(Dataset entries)
========

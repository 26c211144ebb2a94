use super::client::NpmAdvisory;
use crate::ignore::IgnorePolicy;
use crate::matcher::{is_affected, AffectedSpec};
use crate::model::{Advisory, Package};
use crate::severity::{classify, SeveritySignals};
use crate::source::{collect_aliases, process_records, select_description, ProcessOutcome, VulnerabilityRecord};

const GITHUB_ADVISORY_URL: &str = "https://github.com/advisories";

/// An npm advisory with its ID rendered once.
pub(crate) struct NpmRecord<'a> {
    advisory: &'a NpmAdvisory,
    id: String,
}

pub(crate) fn process(
    advisories: &[NpmAdvisory],
    packages: &[Package],
    policy: &IgnorePolicy,
) -> ProcessOutcome {
    let records: Vec<NpmRecord<'_>> = advisories
        .iter()
        .map(|advisory| NpmRecord {
            advisory,
            id: advisory.id.to_string(),
        })
        .collect();
    process_records(&records, packages, policy)
}

impl NpmRecord<'_> {
    fn severity_signals(&self) -> SeveritySignals {
        let advisory = self.advisory;
        let mut signals =
            SeveritySignals::new(advisory.severity.and_then(|s| s.label()).map(str::to_string));

        if let Some(cvss) = &advisory.cvss {
            if let Some(score) = cvss.score {
                signals = signals.with_score(score.to_string());
            }
            if let Some(vector) = &cvss.vector_string {
                signals = signals.with_score(vector.clone());
            }
        }
        signals
    }

    fn url(&self) -> Option<String> {
        self.advisory
            .url
            .clone()
            .filter(|u| !u.trim().is_empty())
            .or_else(|| {
                self.advisory
                    .github_advisory_id
                    .as_ref()
                    .map(|ghsa| format!("{GITHUB_ADVISORY_URL}/{ghsa}"))
            })
    }
}

impl VulnerabilityRecord for NpmRecord<'_> {
    fn id(&self) -> &str {
        &self.id
    }

    fn aliases(&self) -> Vec<String> {
        let explicit = self
            .advisory
            .cves
            .iter()
            .flatten()
            .chain(self.advisory.github_advisory_id.iter())
            .cloned();
        collect_aliases(&self.id, explicit, self.advisory.url.as_deref())
    }

    fn targets(&self, name: &str) -> bool {
        self.advisory.name.as_deref() == Some(name)
    }

    fn affects(&self, package: &Package) -> bool {
        match self.advisory.vulnerable_versions.as_deref() {
            Some(range) => is_affected(&package.version, &AffectedSpec::Range(range)),
            None => false,
        }
    }

    fn to_advisory(&self, package: &Package, aliases: Vec<String>) -> Advisory {
        let message = self
            .advisory
            .title
            .as_deref()
            .map(str::trim)
            .filter(|t| !t.is_empty())
            .map(str::to_string)
            .unwrap_or_else(|| format!("Vulnerability {} in {}", self.id, package.name));

        Advisory {
            id: self.id.clone(),
            message,
            level: classify(&self.severity_signals()),
            package: package.name.clone(),
            url: self.url(),
            description: select_description(None, self.advisory.overview.as_deref()),
            aliases,
        }
    }
}
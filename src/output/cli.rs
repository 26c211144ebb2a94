use crate::model::{Advisory, Level, ScanResult};
use anyhow::Result;
use std::fmt::Write;
use tabled::{settings::Style, Table, Tabled};

#[derive(Tabled)]
struct AdvisoryRow {
    #[tabled(rename = "Level")]
    level: String,
    #[tabled(rename = "Package")]
    package: String,
    #[tabled(rename = "ID")]
    id: String,
    #[tabled(rename = "Aliases")]
    aliases: String,
    #[tabled(rename = "Message")]
    message: String,
    #[tabled(rename = "URL")]
    url: String,
}

pub fn print_cli_table(result: &ScanResult) -> Result<()> {
    println!("{}", render_table(result));
    Ok(())
}

pub(super) fn render_table(result: &ScanResult) -> String {
    let mut out = String::new();
    let _ = writeln!(out);
    let _ = writeln!(
        out,
        "Scan completed at: {}",
        result.scan_time.format("%Y-%m-%d %H:%M:%S UTC")
    );
    let _ = writeln!(out);

    if result.advisories.is_empty() {
        let _ = writeln!(out, "No advisories found.");
    } else {
        let _ = writeln!(out, "Found {} advisories:", result.advisories.len());
        let _ = writeln!(out);

        // Fatal first, otherwise keep merge order.
        let mut advisories: Vec<&Advisory> = result.advisories.iter().collect();
        advisories.sort_by_key(|a| std::cmp::Reverse(a.level));

        let rows: Vec<AdvisoryRow> = advisories
            .into_iter()
            .map(|a| AdvisoryRow {
                level: format_level(a.level),
                package: truncate(&a.package, 40),
                id: a.id.clone(),
                aliases: if a.aliases.is_empty() {
                    "-".to_string()
                } else {
                    truncate(&a.aliases.join(", "), 40)
                },
                message: truncate(&a.message, 50),
                url: a.url.clone().unwrap_or_else(|| "-".to_string()),
            })
            .collect();

        let table = Table::new(rows).with(Style::rounded()).to_string();
        let _ = writeln!(out, "{}", table);
    }

    let _ = writeln!(out);
    write_summary(&mut out, result);
    out
}

fn format_level(level: Level) -> String {
    match level {
        Level::Fatal => "\x1b[31mFATAL\x1b[0m".to_string(),
        Level::Warn => "\x1b[33mWARN\x1b[0m".to_string(),
    }
}

fn truncate(s: &str, max_len: usize) -> String {
    if s.chars().count() <= max_len {
        s.to_string()
    } else {
        let head: String = s.chars().take(max_len - 3).collect();
        format!("{}...", head)
    }
}

fn write_summary(out: &mut String, result: &ScanResult) {
    let _ = writeln!(out, "Summary:");
    let _ = writeln!(out, "  Total packages: {}", result.packages.len());
    let _ = writeln!(
        out,
        "  Advisories: {} fatal, {} warn",
        result.count(Level::Fatal),
        result.count(Level::Warn)
    );
}
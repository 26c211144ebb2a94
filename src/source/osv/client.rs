use futures::future::join_all;
use reqwest::Client;
use serde::{Deserialize, Serialize};
use std::collections::HashSet;
use std::time::Duration;
use tracing::{debug, warn};

use crate::config::OsvSettings;
use crate::error::SourceError;
use crate::http::{build_client, read_json};
use crate::matcher::RangeEvent;
use crate::model::Package;
use crate::retry::{Retrier, RetryConfig};

/// Maximum number of queries in one `querybatch` request.
pub const MAX_BATCH_SIZE: usize = 1000;

/// How many vulnerability details are fetched concurrently.
pub const DETAIL_CONCURRENCY: usize = 10;

/// Client for the OSV.dev API.
pub struct OsvClient {
    client: Client,
    base_url: String,
    ecosystem: String,
    batch: bool,
    batch_retry: RetryConfig,
    detail_retry: RetryConfig,
    retrier: Retrier,
}

impl OsvClient {
    pub fn new(settings: &OsvSettings, retrier: Retrier) -> Result<Self, SourceError> {
        Ok(Self {
            client: build_client(Duration::from_secs(settings.timeout_secs))?,
            base_url: settings.base_url.trim_end_matches('/').to_string(),
            ecosystem: settings.ecosystem.clone(),
            batch: settings.batch,
            batch_retry: settings.batch_retry.into(),
            detail_retry: settings.detail_retry.into(),
            retrier,
        })
    }

    pub fn ecosystem(&self) -> &str {
        &self.ecosystem
    }

    /// Fetches full records for every vulnerability affecting `packages`.
    ///
    /// `packages` is expected to be deduplicated already. Failed batches,
    /// queries and detail fetches are logged and skipped.
    pub async fn fetch(&self, packages: &[Package]) -> Vec<OsvVulnerability> {
        if packages.is_empty() {
            return Vec::new();
        }
        if self.batch {
            self.fetch_batched(packages).await
        } else {
            self.fetch_per_package(packages).await
        }
    }

    async fn fetch_batched(&self, packages: &[Package]) -> Vec<OsvVulnerability> {
        let mut ids = UniqueIds::default();

        for (index, chunk) in packages.chunks(MAX_BATCH_SIZE).enumerate() {
            let results = match self.query_batch(chunk).await {
                Ok(results) => results,
                Err(e) => {
                    warn!(batch = index, size = chunk.len(), error = %e, "OSV batch failed, skipping");
                    continue;
                }
            };

            if results.len() != chunk.len() {
                warn!(
                    batch = index,
                    expected = chunk.len(),
                    received = results.len(),
                    "OSV batch returned unexpected result count"
                );
            }

            for (package, result) in chunk.iter().zip(results) {
                if result.next_page_token.is_some() {
                    // Batch results are truncated; the single query walks every page.
                    match self.query_package(package).await {
                        Ok(vulns) => ids.extend(vulns.into_iter().map(|v| v.id)),
                        Err(e) => {
                            warn!(package = %package, error = %e, "OSV pagination failed");
                            ids.extend(result.vulns.into_iter().map(|v| v.id));
                        }
                    }
                } else {
                    ids.extend(result.vulns.into_iter().map(|v| v.id));
                }
            }
        }

        debug!(count = ids.len(), "OSV batch queries returned vulnerability ids");
        self.fetch_details(&ids.into_vec()).await
    }

    async fn query_batch(&self, chunk: &[Package]) -> Result<Vec<OsvBatchResult>, SourceError> {
        let url = format!("{}/v1/querybatch", self.base_url);
        let body = OsvBatchQuery {
            queries: chunk.iter().map(|p| self.query_for(p, None)).collect(),
        };

        let response: OsvBatchResponse = self
            .retrier
            .run("osv querybatch", &self.batch_retry, || async {
                let response = self
                    .client
                    .post(&url)
                    .json(&body)
                    .send()
                    .await
                    .map_err(|e| SourceError::from_reqwest(&url, e))?;
                read_json(&url, response).await
            })
            .await?;

        Ok(response.results)
    }

    /// Fetches details with bounded fan-out; failed IDs are dropped.
    async fn fetch_details(&self, ids: &[String]) -> Vec<OsvVulnerability> {
        let mut records = Vec::with_capacity(ids.len());

        for chunk in ids.chunks(DETAIL_CONCURRENCY) {
            let results = join_all(chunk.iter().map(|id| self.get_vulnerability(id))).await;
            for (id, result) in chunk.iter().zip(results) {
                match result {
                    Ok(record) => records.push(record),
                    Err(e) => warn!(id = %id, error = %e, "failed to fetch OSV vulnerability"),
                }
            }
        }

        records
    }

    /// `GET /v1/vulns/{id}`.
    pub async fn get_vulnerability(&self, id: &str) -> Result<OsvVulnerability, SourceError> {
        let url = format!("{}/v1/vulns/{}", self.base_url, id);
        self.retrier
            .run("osv vuln detail", &self.detail_retry, || async {
                let response = self
                    .client
                    .get(&url)
                    .send()
                    .await
                    .map_err(|e| SourceError::from_reqwest(&url, e))?;
                read_json(&url, response).await
            })
            .await
    }

    async fn fetch_per_package(&self, packages: &[Package]) -> Vec<OsvVulnerability> {
        let results = join_all(packages.iter().map(|p| self.query_package(p))).await;

        let mut seen = HashSet::new();
        let mut records = Vec::new();
        for (package, result) in packages.iter().zip(results) {
            match result {
                Ok(vulns) => records.extend(vulns.into_iter().filter(|v| seen.insert(v.id.clone()))),
                Err(e) => warn!(package = %package, error = %e, "OSV query failed, skipping package"),
            }
        }
        records
    }

    /// `POST /v1/query`, following `next_page_token` until exhausted.
    pub async fn query_package(&self, package: &Package) -> Result<Vec<OsvVulnerability>, SourceError> {
        let url = format!("{}/v1/query", self.base_url);
        let mut vulns = Vec::new();
        let mut page_token: Option<String> = None;

        loop {
            let body = self.query_for(package, page_token.as_deref());
            let page: OsvQueryResponse = self
                .retrier
                .run("osv query", &self.batch_retry, || async {
                    let response = self
                        .client
                        .post(&url)
                        .json(&body)
                        .send()
                        .await
                        .map_err(|e| SourceError::from_reqwest(&url, e))?;
                    read_json(&url, response).await
                })
                .await?;

            vulns.extend(page.vulns);
            match page.next_page_token.filter(|t| !t.is_empty()) {
                Some(token) => {
                    debug!(package = %package, "following OSV page token");
                    page_token = Some(token);
                }
                None => break,
            }
        }

        Ok(vulns)
    }

    fn query_for<'a>(&'a self, package: &'a Package, page_token: Option<&'a str>) -> OsvQuery<'a> {
        OsvQuery {
            package: OsvPackageRef {
                name: &package.name,
                ecosystem: &self.ecosystem,
            },
            version: &package.version,
            page_token,
        }
    }
}

/// Insertion-ordered set of vulnerability IDs.
#[derive(Default)]
struct UniqueIds {
    seen: HashSet<String>,
    ordered: Vec<String>,
}

impl UniqueIds {
    fn extend(&mut self, ids: impl IntoIterator<Item = String>) {
        for id in ids {
            if self.seen.insert(id.clone()) {
                self.ordered.push(id);
            }
        }
    }

    fn len(&self) -> usize {
        self.ordered.len()
    }

    fn into_vec(self) -> Vec<String> {
        self.ordered
    }
}

#[derive(Debug, Serialize)]
struct OsvPackageRef<'a> {
    name: &'a str,
    ecosystem: &'a str,
}

#[derive(Debug, Serialize)]
struct OsvQuery<'a> {
    package: OsvPackageRef<'a>,
    version: &'a str,
    #[serde(skip_serializing_if = "Option::is_none")]
    page_token: Option<&'a str>,
}

#[derive(Debug, Serialize)]
struct OsvBatchQuery<'a> {
    queries: Vec<OsvQuery<'a>>,
}

#[derive(Debug, Deserialize)]
struct OsvBatchResponse {
    #[serde(default)]
    results: Vec<OsvBatchResult>,
}

#[derive(Debug, Deserialize)]
struct OsvBatchResult {
    #[serde(default)]
    vulns: Vec<OsvVulnStub>,
    next_page_token: Option<String>,
}

#[derive(Debug, Deserialize)]
struct OsvVulnStub {
    id: String,
}

#[derive(Debug, Deserialize)]
struct OsvQueryResponse {
    #[serde(default)]
    vulns: Vec<OsvVulnerability>,
    next_page_token: Option<String>,
}

/// A full OSV vulnerability record.
#[derive(Debug, Clone, Deserialize)]
pub struct OsvVulnerability {
    pub id: String,
    pub summary: Option<String>,
    pub details: Option<String>,
    #[serde(default)]
    pub aliases: Vec<String>,
    #[serde(default)]
    pub severity: Vec<OsvSeverity>,
    #[serde(default)]
    pub affected: Vec<OsvAffected>,
    #[serde(default)]
    pub references: Vec<OsvReference>,
    pub database_specific: Option<OsvDatabaseSpecific>,
}

#[derive(Debug, Clone, Deserialize)]
pub struct OsvSeverity {
    #[serde(rename = "type")]
    pub kind: Option<String>,
    pub score: String,
}

#[derive(Debug, Clone, Deserialize)]
pub struct OsvAffected {
    pub package: Option<OsvAffectedPackage>,
    #[serde(default)]
    pub ranges: Vec<OsvRange>,
    #[serde(default)]
    pub versions: Vec<String>,
    #[serde(default)]
    pub severity: Vec<OsvSeverity>,
    pub database_specific: Option<OsvDatabaseSpecific>,
}

#[derive(Debug, Clone, Deserialize)]
pub struct OsvAffectedPackage {
    pub name: String,
    pub ecosystem: Option<String>,
}

#[derive(Debug, Clone, Deserialize)]
pub struct OsvRange {
    #[serde(rename = "type")]
    pub kind: String,
    #[serde(default)]
    pub events: Vec<RangeEvent>,
}

#[derive(Debug, Clone, Deserialize)]
pub struct OsvReference {
    #[serde(rename = "type")]
    pub kind: Option<String>,
    pub url: String,
}

#[derive(Debug, Clone, Deserialize)]
pub struct OsvDatabaseSpecific {
    pub severity: Option<String>,
}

========

__What to do__:
Once you find the line containing "let records: Vec<NpmRecord<'_>>", stop: reproduce exactly that line and every line of the data before it, and nothing else.

__Output__:
repository 26c211144ebb2a94
use super::client::NpmAdvisory;
use crate::ignore::IgnorePolicy;
use crate::matcher::{is_affected, AffectedSpec};
use crate::model::{Advisory, Package};
use crate::severity::{classify, SeveritySignals};
use crate::source::{collect_aliases, process_records, select_description, ProcessOutcome, VulnerabilityRecord};

const GITHUB_ADVISORY_URL: &str = "https://github.com/advisories";

/// An npm advisory with its ID rendered once.
pub(crate) struct NpmRecord<'a> {
    advisory: &'a NpmAdvisory,
    id: String,
}

pub(crate) fn process(
    advisories: &[NpmAdvisory],
    packages: &[Package],
    policy: &IgnorePolicy,
) -> ProcessOutcome {
    let records: Vec<NpmRecord<'_>> = advisories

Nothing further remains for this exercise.